__Work item__. Both the line below containing "of the fix." and the line containing "a zero length", along with every line between them, should be repeated exactly; no other line belongs in the answer.

Records from a collection
▶

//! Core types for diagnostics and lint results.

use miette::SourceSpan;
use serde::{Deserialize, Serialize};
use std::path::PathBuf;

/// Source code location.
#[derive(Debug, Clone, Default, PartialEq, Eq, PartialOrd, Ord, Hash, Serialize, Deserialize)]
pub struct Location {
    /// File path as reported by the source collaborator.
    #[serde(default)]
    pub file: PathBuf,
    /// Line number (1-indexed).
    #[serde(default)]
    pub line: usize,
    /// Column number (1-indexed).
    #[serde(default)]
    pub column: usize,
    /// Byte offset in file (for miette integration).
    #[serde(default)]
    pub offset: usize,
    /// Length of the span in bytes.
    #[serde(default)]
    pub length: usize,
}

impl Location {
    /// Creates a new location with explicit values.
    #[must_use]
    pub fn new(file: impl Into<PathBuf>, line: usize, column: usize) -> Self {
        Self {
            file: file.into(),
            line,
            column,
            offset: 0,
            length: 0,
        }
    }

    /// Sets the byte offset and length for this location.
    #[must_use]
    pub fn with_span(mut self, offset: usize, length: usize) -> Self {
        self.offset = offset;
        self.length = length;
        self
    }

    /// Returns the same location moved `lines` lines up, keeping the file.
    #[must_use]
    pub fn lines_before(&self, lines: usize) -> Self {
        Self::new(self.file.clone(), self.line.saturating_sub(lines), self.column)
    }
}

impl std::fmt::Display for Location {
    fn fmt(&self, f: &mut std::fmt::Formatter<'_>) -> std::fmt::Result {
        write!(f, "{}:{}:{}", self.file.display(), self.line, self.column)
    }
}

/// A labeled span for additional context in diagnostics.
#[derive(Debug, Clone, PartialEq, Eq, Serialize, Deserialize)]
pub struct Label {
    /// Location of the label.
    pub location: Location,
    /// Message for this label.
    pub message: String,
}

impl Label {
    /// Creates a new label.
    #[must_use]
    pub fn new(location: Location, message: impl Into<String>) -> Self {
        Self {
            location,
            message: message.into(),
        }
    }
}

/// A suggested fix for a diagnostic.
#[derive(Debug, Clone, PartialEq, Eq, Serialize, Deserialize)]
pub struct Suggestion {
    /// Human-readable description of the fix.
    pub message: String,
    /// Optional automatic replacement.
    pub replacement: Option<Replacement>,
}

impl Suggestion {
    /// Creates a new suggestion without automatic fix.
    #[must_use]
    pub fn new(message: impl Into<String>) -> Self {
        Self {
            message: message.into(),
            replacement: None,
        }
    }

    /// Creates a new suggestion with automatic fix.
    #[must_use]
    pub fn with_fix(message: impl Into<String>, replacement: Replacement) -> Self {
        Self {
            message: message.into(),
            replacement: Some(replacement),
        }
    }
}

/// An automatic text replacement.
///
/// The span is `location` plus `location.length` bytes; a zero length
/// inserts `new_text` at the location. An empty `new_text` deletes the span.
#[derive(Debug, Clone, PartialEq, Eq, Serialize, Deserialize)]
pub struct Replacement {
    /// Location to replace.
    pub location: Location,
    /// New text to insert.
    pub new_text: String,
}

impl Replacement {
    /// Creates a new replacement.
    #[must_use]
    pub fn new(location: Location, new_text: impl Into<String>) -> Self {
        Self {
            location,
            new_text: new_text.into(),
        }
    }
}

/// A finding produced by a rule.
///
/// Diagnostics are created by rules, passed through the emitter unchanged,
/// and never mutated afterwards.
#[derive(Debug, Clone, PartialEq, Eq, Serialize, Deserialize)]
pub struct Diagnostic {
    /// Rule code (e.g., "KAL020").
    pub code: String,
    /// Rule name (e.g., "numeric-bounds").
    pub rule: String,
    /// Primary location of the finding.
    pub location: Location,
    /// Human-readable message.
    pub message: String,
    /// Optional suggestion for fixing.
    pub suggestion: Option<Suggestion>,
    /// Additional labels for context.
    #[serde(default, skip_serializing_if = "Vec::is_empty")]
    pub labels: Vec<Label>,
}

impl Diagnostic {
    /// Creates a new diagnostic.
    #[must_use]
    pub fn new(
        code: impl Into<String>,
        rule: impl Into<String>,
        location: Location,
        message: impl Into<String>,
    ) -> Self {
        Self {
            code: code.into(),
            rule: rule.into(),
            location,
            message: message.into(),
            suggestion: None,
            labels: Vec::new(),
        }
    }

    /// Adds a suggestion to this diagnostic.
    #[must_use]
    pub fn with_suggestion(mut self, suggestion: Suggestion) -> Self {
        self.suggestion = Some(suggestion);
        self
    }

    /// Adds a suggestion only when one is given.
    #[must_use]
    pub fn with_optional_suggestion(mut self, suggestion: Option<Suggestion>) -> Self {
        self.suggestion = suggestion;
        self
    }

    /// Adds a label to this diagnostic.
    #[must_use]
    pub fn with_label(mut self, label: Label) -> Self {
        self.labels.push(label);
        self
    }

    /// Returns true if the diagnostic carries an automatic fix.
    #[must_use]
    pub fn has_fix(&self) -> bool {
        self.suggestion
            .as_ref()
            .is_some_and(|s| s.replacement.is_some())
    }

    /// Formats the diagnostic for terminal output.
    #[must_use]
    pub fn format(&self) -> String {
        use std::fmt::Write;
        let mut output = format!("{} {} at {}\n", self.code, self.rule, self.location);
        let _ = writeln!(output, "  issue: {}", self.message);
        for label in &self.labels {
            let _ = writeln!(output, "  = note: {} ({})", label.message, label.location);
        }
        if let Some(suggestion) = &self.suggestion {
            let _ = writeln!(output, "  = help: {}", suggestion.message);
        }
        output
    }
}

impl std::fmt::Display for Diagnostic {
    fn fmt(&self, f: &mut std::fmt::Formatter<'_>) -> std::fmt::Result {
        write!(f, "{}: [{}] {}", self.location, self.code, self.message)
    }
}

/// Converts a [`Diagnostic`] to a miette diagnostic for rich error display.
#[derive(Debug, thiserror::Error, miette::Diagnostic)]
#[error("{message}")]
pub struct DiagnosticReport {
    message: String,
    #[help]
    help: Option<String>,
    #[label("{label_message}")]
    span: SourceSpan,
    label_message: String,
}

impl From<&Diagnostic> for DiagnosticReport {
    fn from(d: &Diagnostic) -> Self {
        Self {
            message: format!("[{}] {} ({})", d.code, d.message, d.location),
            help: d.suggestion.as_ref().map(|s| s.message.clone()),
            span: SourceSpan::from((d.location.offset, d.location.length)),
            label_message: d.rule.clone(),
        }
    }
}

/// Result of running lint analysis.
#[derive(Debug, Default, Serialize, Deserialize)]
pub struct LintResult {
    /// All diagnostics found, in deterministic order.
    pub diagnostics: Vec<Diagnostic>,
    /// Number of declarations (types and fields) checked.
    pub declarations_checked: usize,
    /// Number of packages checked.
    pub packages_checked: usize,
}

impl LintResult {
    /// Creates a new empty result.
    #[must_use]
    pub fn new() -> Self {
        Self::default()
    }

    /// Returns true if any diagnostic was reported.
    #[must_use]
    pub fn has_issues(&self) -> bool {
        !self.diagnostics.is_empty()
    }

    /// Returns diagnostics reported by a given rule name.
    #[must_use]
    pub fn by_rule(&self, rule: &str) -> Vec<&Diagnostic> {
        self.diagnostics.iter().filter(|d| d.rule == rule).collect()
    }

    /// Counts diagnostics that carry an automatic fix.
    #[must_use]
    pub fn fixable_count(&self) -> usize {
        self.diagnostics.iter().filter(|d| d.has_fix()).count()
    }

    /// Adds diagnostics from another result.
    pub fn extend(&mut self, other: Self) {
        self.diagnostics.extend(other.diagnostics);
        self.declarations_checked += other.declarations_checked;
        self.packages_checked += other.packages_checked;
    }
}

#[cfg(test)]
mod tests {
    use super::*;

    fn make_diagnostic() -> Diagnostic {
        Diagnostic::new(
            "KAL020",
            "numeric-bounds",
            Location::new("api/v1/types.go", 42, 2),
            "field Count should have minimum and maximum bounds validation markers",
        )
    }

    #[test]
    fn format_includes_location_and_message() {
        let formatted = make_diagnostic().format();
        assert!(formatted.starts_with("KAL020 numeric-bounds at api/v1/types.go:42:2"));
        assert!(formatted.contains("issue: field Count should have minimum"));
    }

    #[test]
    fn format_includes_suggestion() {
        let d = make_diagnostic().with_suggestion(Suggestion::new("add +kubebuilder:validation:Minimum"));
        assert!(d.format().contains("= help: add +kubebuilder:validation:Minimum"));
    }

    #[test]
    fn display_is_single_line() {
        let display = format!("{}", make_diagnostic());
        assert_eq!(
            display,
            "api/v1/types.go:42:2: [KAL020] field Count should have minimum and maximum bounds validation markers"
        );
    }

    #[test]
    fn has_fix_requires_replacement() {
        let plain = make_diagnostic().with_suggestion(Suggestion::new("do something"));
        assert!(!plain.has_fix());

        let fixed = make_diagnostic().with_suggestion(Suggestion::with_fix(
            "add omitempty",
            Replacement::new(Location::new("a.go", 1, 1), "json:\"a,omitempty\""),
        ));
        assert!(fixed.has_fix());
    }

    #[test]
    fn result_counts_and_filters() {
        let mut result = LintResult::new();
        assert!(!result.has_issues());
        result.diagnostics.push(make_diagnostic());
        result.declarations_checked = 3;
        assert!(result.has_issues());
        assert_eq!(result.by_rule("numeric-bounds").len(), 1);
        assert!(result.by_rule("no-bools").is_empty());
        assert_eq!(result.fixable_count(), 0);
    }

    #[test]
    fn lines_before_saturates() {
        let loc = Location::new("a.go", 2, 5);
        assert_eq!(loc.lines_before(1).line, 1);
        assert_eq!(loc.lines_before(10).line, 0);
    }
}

◀
▶

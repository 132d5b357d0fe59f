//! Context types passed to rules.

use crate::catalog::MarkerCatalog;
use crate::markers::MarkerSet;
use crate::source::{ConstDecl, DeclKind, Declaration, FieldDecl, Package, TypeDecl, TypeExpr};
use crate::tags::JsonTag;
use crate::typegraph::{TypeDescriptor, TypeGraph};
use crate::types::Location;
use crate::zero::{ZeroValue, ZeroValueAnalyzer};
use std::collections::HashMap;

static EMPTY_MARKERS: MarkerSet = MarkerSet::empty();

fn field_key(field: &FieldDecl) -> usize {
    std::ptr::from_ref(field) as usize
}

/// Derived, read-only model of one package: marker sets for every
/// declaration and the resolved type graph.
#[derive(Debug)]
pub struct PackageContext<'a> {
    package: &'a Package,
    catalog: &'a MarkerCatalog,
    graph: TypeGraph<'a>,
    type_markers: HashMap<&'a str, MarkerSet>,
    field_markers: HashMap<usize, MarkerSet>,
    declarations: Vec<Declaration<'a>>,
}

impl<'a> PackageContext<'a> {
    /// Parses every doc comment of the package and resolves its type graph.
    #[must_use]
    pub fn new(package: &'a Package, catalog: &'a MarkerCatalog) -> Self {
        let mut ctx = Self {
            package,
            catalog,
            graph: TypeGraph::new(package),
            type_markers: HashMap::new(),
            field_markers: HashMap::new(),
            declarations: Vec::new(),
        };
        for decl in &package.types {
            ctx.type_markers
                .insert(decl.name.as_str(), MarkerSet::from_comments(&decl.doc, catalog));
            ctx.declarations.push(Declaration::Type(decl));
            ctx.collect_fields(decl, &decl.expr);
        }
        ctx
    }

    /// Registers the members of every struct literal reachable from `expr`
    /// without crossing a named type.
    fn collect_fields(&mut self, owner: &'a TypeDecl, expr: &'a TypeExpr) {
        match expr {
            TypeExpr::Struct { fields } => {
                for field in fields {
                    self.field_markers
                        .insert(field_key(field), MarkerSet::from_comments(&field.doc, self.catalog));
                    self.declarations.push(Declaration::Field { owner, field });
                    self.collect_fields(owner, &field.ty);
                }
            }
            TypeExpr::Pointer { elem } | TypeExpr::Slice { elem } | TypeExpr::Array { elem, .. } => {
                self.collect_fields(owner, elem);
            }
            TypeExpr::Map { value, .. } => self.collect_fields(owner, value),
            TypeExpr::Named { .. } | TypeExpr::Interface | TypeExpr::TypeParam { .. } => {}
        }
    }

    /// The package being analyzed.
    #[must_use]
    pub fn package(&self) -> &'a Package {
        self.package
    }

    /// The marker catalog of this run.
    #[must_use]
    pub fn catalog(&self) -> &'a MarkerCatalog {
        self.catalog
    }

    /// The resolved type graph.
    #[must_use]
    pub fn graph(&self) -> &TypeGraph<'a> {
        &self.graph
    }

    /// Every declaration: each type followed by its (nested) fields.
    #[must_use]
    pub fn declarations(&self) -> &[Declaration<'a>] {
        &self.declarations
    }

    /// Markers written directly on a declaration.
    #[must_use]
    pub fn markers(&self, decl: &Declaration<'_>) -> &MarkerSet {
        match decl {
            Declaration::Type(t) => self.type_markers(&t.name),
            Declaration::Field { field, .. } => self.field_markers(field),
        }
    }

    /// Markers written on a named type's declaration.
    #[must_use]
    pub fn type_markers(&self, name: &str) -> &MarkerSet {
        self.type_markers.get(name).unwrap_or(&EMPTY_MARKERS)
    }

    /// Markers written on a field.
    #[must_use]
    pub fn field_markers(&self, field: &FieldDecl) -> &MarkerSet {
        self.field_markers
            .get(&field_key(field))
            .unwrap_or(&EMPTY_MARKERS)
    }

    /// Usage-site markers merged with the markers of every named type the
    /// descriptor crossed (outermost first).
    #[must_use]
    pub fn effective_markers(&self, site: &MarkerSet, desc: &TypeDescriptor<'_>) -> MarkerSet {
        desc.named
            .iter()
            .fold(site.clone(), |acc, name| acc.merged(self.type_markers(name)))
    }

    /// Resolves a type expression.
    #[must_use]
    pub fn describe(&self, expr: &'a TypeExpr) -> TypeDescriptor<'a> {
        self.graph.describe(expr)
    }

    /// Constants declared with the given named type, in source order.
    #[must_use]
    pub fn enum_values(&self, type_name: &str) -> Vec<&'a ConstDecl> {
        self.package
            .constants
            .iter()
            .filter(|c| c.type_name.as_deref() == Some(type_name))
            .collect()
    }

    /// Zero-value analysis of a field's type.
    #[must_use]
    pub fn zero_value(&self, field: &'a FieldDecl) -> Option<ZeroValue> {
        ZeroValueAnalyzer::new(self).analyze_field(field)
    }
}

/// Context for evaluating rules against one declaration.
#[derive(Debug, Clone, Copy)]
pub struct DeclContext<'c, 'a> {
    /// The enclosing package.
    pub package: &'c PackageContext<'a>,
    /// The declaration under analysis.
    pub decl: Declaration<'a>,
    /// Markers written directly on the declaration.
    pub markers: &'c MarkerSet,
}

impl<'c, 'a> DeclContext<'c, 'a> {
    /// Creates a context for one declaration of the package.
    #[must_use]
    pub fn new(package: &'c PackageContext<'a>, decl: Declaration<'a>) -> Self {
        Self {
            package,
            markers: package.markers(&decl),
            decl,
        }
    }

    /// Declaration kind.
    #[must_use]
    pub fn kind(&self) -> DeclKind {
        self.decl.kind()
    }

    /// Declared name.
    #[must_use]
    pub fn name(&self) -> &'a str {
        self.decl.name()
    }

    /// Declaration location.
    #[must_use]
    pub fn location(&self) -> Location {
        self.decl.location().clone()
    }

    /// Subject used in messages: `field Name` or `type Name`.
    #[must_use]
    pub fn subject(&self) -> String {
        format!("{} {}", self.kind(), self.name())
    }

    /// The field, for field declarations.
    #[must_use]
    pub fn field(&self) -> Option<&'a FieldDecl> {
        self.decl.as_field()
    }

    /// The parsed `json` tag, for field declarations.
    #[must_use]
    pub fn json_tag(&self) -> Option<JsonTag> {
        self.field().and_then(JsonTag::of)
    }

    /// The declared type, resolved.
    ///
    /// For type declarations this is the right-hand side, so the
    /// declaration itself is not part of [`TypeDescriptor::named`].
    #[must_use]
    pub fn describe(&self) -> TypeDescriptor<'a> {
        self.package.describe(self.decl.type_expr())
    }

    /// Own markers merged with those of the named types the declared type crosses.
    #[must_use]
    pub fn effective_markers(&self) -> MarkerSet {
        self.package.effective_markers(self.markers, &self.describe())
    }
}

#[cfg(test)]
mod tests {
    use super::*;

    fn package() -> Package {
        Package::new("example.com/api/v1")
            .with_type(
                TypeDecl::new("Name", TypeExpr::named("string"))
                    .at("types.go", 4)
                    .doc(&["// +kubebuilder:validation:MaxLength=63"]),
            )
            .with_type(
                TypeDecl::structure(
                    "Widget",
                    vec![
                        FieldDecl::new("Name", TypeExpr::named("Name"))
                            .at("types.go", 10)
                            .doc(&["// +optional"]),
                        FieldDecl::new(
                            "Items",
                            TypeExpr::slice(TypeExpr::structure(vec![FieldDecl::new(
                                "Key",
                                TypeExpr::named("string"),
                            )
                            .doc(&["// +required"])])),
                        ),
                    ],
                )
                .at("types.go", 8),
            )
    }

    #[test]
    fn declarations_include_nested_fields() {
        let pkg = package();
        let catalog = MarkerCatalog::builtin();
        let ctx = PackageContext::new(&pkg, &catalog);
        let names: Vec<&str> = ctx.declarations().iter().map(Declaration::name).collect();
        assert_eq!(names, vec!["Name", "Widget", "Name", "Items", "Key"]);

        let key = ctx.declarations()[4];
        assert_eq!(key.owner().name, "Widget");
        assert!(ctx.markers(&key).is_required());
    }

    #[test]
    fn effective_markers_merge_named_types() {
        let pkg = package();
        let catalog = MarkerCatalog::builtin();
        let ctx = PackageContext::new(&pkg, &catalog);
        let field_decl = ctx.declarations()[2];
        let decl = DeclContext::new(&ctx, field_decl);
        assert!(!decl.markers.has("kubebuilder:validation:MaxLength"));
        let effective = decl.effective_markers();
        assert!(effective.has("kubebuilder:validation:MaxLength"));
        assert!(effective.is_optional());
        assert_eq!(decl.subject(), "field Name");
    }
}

◀

__Expected answer__.
    /// Human-readable description of the fix.
    pub message: String,
    /// Optional automatic replacement.
    pub replacement: Option<Replacement>,
}

impl Suggestion {
    /// Creates a new suggestion without automatic fix.
    #[must_use]
    pub fn new(message: impl Into<String>) -> Self {
        Self {
            message: message.into(),
            replacement: None,
        }
    }

    /// Creates a new suggestion with automatic fix.
    #[must_use]
    pub fn with_fix(message: impl Into<String>, replacement: Replacement) -> Self {
        Self {
            message: message.into(),
            replacement: Some(replacement),
        }
    }
}

/// An automatic text replacement.
///
/// The span is `location` plus `location.length` bytes; a zero length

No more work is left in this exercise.